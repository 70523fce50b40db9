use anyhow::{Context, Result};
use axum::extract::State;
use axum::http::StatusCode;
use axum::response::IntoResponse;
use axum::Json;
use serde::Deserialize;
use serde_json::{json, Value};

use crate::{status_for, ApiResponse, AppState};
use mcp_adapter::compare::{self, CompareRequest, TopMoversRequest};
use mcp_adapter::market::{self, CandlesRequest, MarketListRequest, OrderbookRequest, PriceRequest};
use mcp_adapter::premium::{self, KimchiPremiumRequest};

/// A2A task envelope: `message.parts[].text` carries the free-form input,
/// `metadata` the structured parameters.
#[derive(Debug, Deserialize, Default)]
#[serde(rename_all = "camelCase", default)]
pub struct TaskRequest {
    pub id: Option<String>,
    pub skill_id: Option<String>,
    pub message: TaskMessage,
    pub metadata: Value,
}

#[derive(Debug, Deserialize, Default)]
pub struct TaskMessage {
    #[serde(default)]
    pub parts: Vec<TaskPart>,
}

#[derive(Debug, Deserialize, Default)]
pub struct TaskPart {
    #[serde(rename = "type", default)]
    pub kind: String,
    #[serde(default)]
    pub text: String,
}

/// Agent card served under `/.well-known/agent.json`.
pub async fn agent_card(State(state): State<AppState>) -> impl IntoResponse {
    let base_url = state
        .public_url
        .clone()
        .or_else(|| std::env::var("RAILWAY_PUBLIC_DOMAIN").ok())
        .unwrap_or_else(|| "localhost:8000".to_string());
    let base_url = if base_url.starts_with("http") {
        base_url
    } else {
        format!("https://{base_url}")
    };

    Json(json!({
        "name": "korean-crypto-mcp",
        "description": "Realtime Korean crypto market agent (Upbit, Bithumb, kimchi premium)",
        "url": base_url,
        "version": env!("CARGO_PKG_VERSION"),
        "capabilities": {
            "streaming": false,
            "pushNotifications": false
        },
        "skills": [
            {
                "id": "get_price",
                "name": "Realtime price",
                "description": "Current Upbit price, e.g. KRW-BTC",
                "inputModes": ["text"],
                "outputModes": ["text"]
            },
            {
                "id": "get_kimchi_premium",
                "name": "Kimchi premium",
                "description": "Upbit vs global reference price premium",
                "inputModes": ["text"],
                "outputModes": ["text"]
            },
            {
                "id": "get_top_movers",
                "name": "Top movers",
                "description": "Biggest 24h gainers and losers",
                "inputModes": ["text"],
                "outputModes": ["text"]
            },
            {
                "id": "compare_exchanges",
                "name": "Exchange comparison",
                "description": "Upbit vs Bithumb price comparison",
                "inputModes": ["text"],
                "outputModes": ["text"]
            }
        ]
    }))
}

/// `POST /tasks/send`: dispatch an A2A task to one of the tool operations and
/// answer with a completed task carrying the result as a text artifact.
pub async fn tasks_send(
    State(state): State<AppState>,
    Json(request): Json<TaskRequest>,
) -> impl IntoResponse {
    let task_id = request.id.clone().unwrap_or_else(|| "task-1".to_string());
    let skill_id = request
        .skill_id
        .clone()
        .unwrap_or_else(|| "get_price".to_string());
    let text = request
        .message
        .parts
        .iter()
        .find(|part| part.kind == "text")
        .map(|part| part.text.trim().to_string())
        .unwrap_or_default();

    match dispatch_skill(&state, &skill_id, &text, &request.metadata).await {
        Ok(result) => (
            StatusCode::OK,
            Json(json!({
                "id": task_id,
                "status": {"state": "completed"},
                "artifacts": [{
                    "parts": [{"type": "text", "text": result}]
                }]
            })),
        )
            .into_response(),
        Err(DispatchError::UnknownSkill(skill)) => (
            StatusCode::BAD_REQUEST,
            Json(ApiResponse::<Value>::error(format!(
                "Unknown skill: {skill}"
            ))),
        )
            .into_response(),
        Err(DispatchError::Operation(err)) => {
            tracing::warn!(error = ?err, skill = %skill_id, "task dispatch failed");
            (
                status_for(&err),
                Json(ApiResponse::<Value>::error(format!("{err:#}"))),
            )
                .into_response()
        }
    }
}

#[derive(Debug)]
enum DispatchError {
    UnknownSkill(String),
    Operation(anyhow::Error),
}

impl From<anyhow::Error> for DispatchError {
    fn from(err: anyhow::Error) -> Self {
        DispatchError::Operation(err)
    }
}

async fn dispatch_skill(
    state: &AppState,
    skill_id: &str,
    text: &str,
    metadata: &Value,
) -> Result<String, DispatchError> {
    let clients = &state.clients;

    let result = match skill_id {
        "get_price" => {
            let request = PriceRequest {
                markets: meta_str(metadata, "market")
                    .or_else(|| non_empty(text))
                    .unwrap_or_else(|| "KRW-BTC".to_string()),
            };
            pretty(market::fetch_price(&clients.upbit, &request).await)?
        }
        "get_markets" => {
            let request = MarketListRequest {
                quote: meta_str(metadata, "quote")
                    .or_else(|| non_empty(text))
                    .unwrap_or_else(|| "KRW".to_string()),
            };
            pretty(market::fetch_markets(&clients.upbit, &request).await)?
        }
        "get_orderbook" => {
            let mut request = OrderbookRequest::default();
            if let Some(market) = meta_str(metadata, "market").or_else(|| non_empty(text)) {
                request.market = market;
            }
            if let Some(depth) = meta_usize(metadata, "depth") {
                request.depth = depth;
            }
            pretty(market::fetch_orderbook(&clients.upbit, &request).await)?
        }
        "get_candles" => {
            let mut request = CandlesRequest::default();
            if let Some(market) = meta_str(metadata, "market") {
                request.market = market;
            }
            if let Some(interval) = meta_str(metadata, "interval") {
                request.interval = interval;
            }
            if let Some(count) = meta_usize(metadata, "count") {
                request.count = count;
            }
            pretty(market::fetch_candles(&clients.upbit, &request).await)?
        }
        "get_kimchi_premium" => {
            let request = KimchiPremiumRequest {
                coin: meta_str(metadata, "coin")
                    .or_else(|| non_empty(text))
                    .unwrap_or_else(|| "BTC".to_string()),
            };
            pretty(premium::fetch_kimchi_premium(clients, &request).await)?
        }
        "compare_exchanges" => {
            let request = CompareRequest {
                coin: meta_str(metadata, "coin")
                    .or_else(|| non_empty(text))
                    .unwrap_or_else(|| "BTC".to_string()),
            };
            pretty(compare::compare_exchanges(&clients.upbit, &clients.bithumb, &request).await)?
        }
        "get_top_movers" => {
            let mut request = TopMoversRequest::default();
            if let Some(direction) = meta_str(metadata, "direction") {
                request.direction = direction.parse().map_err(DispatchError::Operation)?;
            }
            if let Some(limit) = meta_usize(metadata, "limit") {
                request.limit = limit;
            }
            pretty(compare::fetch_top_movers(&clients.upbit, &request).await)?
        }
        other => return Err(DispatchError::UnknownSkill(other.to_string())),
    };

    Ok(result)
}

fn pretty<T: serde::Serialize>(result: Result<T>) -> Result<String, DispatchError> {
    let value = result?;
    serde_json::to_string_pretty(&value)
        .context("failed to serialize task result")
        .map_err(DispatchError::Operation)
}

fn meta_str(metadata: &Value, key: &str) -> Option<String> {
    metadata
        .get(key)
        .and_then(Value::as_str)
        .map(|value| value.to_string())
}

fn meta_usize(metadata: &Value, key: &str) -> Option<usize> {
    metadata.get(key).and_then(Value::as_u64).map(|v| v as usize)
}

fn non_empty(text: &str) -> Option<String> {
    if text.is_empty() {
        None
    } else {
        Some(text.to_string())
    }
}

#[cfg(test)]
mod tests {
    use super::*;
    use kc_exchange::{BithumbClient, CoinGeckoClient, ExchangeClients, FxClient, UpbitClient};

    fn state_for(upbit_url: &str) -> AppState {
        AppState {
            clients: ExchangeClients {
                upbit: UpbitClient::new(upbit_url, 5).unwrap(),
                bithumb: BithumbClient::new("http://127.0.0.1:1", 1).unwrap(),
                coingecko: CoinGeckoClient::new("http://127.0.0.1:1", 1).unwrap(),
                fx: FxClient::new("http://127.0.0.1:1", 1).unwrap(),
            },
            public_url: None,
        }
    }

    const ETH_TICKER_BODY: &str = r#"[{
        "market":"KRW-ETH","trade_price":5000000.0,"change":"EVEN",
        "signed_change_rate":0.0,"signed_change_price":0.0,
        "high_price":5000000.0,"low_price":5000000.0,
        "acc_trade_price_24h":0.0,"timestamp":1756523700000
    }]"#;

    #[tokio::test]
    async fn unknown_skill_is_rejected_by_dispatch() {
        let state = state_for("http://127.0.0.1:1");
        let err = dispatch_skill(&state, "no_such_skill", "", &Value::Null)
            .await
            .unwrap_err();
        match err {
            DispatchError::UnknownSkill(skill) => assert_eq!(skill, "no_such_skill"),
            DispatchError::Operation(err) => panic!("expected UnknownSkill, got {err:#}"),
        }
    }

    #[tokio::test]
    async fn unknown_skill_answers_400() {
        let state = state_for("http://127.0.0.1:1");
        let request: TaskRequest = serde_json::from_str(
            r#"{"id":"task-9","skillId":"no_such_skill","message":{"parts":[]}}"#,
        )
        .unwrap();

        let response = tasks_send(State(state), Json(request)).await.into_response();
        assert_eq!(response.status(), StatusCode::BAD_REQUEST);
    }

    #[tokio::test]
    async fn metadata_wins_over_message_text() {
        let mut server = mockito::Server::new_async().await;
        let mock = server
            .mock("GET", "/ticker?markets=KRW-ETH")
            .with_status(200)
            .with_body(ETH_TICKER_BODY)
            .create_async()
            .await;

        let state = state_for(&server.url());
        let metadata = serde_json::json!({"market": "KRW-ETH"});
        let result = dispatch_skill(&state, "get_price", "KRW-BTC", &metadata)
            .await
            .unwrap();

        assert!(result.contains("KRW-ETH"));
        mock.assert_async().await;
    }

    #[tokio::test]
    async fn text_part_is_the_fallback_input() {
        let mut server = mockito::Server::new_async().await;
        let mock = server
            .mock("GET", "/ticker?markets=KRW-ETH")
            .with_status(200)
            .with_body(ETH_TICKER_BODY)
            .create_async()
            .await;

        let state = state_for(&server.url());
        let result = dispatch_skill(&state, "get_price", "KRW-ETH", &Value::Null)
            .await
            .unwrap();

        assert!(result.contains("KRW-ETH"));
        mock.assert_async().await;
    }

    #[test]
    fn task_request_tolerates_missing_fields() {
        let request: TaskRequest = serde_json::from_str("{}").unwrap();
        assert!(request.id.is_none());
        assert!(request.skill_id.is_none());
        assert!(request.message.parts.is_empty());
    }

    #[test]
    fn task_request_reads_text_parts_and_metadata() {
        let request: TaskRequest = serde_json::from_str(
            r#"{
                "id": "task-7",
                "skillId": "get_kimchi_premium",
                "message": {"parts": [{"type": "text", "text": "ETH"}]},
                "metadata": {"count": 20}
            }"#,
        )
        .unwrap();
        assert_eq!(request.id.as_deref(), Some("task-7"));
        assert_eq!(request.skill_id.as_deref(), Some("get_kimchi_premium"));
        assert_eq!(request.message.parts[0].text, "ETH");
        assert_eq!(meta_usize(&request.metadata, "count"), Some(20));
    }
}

----

# TASK REQUIREMENTS:
Pick out, from the lines above, every one that contains the string "anyhow".

# ANSWER AREA:
use anyhow::{Context, Result};
    Operation(anyhow::Error),
impl From<anyhow::Error> for DispatchError {
    fn from(err: anyhow::Error) -> Self {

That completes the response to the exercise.